Is Columbia Pipeline Partners LP (CPPL) Going to Burn These Hedge Funds?

Hedge funds and other investment firms run by legendary investors like Israel Englander and Ray Dalio are entrusted to manage billions of dollars of accredited investors’ money because they are without peer in the resources they use to identify the best investments for their chosen investment horizon. Moreover, they are more willing to invest a greater amount of their resources in small-cap stocks than big brokerage houses, and this is often where they generate their outperformance, which is why we pay particular attention to their best ideas in this space.

Columbia Pipeline Partners LP (NYSE:CPPL) was in 9 hedge funds’ portfolios at the end of September. CPPL investors should pay attention to a decrease in support from the world’s most successful money managers of late. There were 10 hedge funds in our database with CPPL positions at the end of the previous quarter. At the end of this article we will also compare CPPL to other stocks including Fairmount Santrol Holdings Inc (NYSE:FMSA), Etsy Inc (NASDAQ:ETSY), and Oil States International, Inc. (NYSE:OIS) to get a better sense of its popularity.

At Insider Monkey, we’ve developed an investment strategy that has delivered market-beating returns over the past 12 months. Our strategy identifies the 100 best-performing funds of the previous quarter from among the collection of 700+ successful funds that we track in our database, which we accomplish using our returns methodology. We then study the portfolios of those 100 funds using the latest 13F data to uncover the 30 most popular mid-cap stocks (market caps of between $1 billion and $10 billion) among them to hold until the next filing period. This strategy delivered 18% gains over the past 12 months, more than doubling the 8% returns enjoyed by the S&P 500 ETFs.

QiuJu Song/Shutterstock.com

QiuJu Song/Shutterstock.com

With all of this in mind, let’s take a glance at the fresh action surrounding Columbia Pipeline Partners LP (NYSE:CPPL).
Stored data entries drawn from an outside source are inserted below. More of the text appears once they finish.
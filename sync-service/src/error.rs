use crate::remote::RemoteError;

/// Error taxonomy of the core.
///
/// `Validation` rejects bad input with no state change. `Storage` is a
/// hard failure: there is no fallback below the local store. Remote
/// failures carry their transient/structural classification inside
/// [`RemoteError`]; note that the submission pipeline converts every
/// remote failure into a queued submission rather than surfacing it.
#[derive(Debug, thiserror::Error)]
pub enum ClientError {
    #[error("invalid reading: {0}")]
    Validation(String),

    #[error("no reader session; log in first")]
    NoSession,

    #[error("area {0} is not assigned to this reader")]
    UnknownArea(i64),

    #[error("storage error: {0}")]
    Storage(#[from] sqlx::Error),

    #[error("snapshot decode error: {0}")]
    Decode(#[from] serde_json::Error),

    #[error(transparent)]
    Remote(#[from] RemoteError),
}
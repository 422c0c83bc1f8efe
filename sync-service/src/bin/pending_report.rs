use anyhow::Result;
use reader_client::db::queue;
use sync_service::{config::AppConfig, observability};

/// Print every reading waiting in the offline queue.
///
/// Usage:
///   pending_report
#[tokio::main]
async fn main() -> Result<()> {
    observability::init_tracing();

    let cfg = AppConfig::load()?;
    let pool = reader_client::db::open(&cfg.store.path).await?;

    let items = queue::all(&pool).await?;
    if items.is_empty() {
        println!("offline queue is empty");
        return Ok(());
    }

    println!("{} pending reading(s):", items.len());
    for item in items {
        let p = &item.payload;
        println!(
            "  #{:<4} customer {:<6} {} reading {:>8.1} consumption {:>6.1} amount {:>10.2}",
            item.local_id, p.customer_id, p.period_date, p.current_reading, p.consumption, p.amount
        );
    }

    Ok(())
}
What have hedge funds been doing with Columbia Pipeline Partners LP (NYSE:CPPL)?

At the end of the third quarter, a total of 9 of the hedge funds tracked by Insider Monkey were bullish on this stock, a change of -10% from one quarter earlier. Below, you can check out the change in hedge fund sentiment towards CPPL over the last 5 quarters. So, let’s examine which hedge funds were among the top holders of the stock and which hedge funds were making big moves.

HedgeFundSentimentChart

According to publicly available hedge fund and institutional investor holdings data compiled by Insider Monkey, Alec Litowitz and Ross Laser of Magnetar Capital holds the number one position in Columbia Pipeline Partners LP (NYSE:CPPL). Magnetar Capital has a $45 million position in the stock. Sitting at the No. 2 spot is David Atterbury of Whetstone Capital Advisors which holds a $8.5 million position; 4% of its 13F portfolio is allocated to the stock. Some other professional money managers that hold long positions encompass Jim Simons’ Renaissance Technologies which is one of the largest hedge funds in the world, Israel Englander’s Millennium Management and GLG Partners. We should note that Whetstone Capital Advisors is among our list of the 100 best performing hedge funds which is based on the performance of their 13F long positions in non-microcap stocks.

Now that we’ve mentioned the most bullish investors, let’s also take a look at some funds that sold off their entire stakes in the stock during the third quarter. Intriguingly, Marc Lisker, Glenn Fuhrman and John Phelan’s MSDC Management sold off the largest position of all the investors watched by Insider Monkey, valued at an estimated $10.2 million in stock, and Richard Driehaus’s Driehaus Capital was right behind this move, as the fund said goodbye to about $1.4 million worth of shares.

Let’s check out hedge fund activity in other stocks similar to Columbia Pipeline Partners LP (NYSE:CPPL). We will take a look at Fairmount Santrol Holdings Inc (NYSE:FMSA), Etsy Inc (NASDAQ:ETSY), Oil States International, Inc. (NYSE:OIS), and Federal-Mogul Corporation (NASDAQ:FDML). This group of stocks’ market caps match CPPL’s market cap.

Ticker No of HFs with positions Total Value of HF Positions (x1000) Change in HF Position
FMSA 24 153789 12
ETSY 21 339597 5
OIS 18 79213 6
FDML 8 1419592 0

As you can see these stocks had an average of 18 hedge funds with bullish positions and the average amount invested in these stocks was $498 million. That figure was $73 million in CPPL’s case. Fairmount Santrol Holdings Inc (NYSE:FMSA) is the most popular stock in this table. On the other hand Federal-Mogul Corporation (NASDAQ:FDML) is the least popular one with only 8 bullish hedge fund positions. Columbia Pipeline Partners LP (NYSE:CPPL) is not the least popular stock in this group but hedge fund interest is still below average. This is a slightly negative signal and we’d rather spend our time researching stocks that hedge funds are piling on. In this regard FMSA might be a better candidate to consider taking a long position in.